Start of RECORDS FOR THE EXERCISE
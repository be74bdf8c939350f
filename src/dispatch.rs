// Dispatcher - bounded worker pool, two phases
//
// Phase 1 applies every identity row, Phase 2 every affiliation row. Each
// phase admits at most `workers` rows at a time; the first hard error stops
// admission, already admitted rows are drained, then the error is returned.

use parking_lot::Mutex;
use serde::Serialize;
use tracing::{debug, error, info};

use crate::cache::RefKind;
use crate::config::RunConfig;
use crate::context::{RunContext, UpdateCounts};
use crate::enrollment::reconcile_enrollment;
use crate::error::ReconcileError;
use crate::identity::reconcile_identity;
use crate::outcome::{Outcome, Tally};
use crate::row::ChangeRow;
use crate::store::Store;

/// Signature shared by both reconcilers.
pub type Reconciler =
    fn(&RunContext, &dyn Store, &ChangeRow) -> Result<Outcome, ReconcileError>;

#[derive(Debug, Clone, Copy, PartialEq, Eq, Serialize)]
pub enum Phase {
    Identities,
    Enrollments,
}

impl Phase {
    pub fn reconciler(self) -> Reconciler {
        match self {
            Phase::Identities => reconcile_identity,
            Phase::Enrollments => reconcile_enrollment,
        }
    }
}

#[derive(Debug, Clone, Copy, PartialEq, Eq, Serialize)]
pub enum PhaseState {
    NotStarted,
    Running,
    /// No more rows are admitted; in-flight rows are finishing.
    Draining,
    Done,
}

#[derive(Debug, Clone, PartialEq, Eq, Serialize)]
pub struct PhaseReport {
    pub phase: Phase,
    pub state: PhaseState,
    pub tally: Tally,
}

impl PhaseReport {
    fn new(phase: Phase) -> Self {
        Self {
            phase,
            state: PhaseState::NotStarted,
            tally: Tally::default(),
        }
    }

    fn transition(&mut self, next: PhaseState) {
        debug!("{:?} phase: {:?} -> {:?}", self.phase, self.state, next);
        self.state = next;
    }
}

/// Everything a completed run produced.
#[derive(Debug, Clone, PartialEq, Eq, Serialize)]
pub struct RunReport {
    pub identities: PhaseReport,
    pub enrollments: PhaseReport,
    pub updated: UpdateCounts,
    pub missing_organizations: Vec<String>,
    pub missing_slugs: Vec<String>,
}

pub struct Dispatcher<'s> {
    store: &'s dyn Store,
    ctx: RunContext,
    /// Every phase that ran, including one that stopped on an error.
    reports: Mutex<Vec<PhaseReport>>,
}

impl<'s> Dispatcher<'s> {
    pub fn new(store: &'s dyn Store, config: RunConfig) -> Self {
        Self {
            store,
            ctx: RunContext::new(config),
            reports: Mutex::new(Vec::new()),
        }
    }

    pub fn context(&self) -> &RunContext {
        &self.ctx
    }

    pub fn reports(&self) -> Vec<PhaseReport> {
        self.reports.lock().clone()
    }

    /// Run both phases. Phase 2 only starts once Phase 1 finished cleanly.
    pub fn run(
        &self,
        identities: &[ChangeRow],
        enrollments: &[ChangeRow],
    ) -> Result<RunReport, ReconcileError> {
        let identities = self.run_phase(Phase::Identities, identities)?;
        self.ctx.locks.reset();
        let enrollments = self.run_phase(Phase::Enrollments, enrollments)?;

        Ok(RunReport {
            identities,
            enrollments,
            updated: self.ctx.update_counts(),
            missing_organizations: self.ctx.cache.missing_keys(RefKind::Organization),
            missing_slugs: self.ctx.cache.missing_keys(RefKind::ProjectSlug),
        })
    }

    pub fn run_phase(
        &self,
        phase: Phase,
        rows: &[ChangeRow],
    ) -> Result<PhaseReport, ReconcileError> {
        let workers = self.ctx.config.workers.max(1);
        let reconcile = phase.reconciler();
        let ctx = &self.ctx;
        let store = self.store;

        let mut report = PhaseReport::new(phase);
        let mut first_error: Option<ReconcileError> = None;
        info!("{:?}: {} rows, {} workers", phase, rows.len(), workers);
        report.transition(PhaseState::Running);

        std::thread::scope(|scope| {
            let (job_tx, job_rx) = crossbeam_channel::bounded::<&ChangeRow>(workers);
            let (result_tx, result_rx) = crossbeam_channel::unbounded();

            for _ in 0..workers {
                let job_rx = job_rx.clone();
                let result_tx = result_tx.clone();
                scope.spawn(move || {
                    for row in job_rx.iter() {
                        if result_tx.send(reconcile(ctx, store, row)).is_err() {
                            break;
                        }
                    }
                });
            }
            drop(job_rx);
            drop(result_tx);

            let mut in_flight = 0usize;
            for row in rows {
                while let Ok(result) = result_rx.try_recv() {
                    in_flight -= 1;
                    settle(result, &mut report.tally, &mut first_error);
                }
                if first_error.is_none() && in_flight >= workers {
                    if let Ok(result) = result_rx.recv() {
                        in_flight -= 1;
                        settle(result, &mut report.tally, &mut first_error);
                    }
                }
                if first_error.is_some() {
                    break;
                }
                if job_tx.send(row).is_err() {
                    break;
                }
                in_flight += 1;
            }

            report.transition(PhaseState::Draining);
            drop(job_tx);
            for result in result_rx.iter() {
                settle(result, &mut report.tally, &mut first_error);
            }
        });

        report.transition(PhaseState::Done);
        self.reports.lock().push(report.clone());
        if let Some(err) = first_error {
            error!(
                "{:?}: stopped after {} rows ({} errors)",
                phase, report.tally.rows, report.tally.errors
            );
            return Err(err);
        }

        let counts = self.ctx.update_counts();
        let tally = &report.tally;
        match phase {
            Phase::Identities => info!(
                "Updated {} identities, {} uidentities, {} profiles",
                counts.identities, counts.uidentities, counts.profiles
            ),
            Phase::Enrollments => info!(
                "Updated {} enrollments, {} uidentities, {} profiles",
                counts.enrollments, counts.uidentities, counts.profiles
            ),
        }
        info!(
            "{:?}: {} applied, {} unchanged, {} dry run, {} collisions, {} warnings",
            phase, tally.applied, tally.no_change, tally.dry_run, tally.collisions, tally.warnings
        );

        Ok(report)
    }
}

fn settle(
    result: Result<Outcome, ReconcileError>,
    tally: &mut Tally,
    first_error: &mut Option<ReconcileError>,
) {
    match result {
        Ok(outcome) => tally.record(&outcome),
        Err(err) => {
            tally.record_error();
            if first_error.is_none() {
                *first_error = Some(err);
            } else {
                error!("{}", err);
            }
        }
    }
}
End of RECORDS FOR THE EXERCISE
### YOUR INSTRUCTIONS
Take the first line of the material above as the start and the line that contains "use crate::config::RunConfig;" as the end. Output only that span, every line exactly as it stands.

### WRITTEN RESPONSE
repository be74bdf8c939350f
filename src/dispatch.rs
// Dispatcher - bounded worker pool, two phases
//
// Phase 1 applies every identity row, Phase 2 every affiliation row. Each
// phase admits at most `workers` rows at a time; the first hard error stops
// admission, already admitted rows are drained, then the error is returned.

use parking_lot::Mutex;
use serde::Serialize;
use tracing::{debug, error, info};

use crate::cache::RefKind;
use crate::config::RunConfig;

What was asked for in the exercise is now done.